↓↓↓

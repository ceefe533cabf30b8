use tracing::debug;

use crate::feed::SeriesEntry;

use super::score::{classify, stability_score};
use super::types::{Frame, StabilityPoint};

/// Builds renderable frames from a raw history series.
///
/// Entries without an index bundle, or with any of GAQI/GEI/TCI/SRI absent,
/// contribute no frame; the output keeps the input order and may be shorter
/// than the input.
#[must_use]
pub fn build_frames(series: &[SeriesEntry]) -> Vec<Frame> {
    let mut frames = Vec::with_capacity(series.len());
    let mut dropped = 0usize;

    for entry in series {
        let Some(point) = build_point(entry) else {
            dropped = dropped.saturating_add(1);
            continue;
        };
        frames.push(Frame {
            timestamp: entry.timestamp,
            points: vec![point],
        });
    }

    if dropped > 0 {
        debug!("Dropped {} incomplete history entries.", dropped);
    }
    frames
}

fn build_point(entry: &SeriesEntry) -> Option<StabilityPoint> {
    let indices = entry.indices.as_ref()?;
    let gaqi = indices.gaqi?;
    let gei = indices.gei?;
    let tci = indices.tci?;
    let sri = indices.sri?;

    let score = stability_score(gaqi, gei, tci, sri);
    Some(StabilityPoint {
        gaqi,
        gei,
        tci,
        sri,
        score,
        status: classify(score),
    })
}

↑↑↑

TASK GOAL — Print the line that contains "may be shorter", then every later line of the entries above up to and including the last, all exactly as written.

FINAL ANSWER —
/// contribute no frame; the output keeps the input order and may be shorter
/// than the input.
#[must_use]
pub fn build_frames(series: &[SeriesEntry]) -> Vec<Frame> {
    let mut frames = Vec::with_capacity(series.len());
    let mut dropped = 0usize;

    for entry in series {
        let Some(point) = build_point(entry) else {
            dropped = dropped.saturating_add(1);
            continue;
        };
        frames.push(Frame {
            timestamp: entry.timestamp,
            points: vec![point],
        });
    }

    if dropped > 0 {
        debug!("Dropped {} incomplete history entries.", dropped);
    }
    frames
}

fn build_point(entry: &SeriesEntry) -> Option<StabilityPoint> {
    let indices = entry.indices.as_ref()?;
    let gaqi = indices.gaqi?;
    let gei = indices.gei?;
    let tci = indices.tci?;
    let sri = indices.sri?;

    let score = stability_score(gaqi, gei, tci, sri);
    Some(StabilityPoint {
        gaqi,
        gei,
        tci,
        sri,
        score,
        status: classify(score),
    })
}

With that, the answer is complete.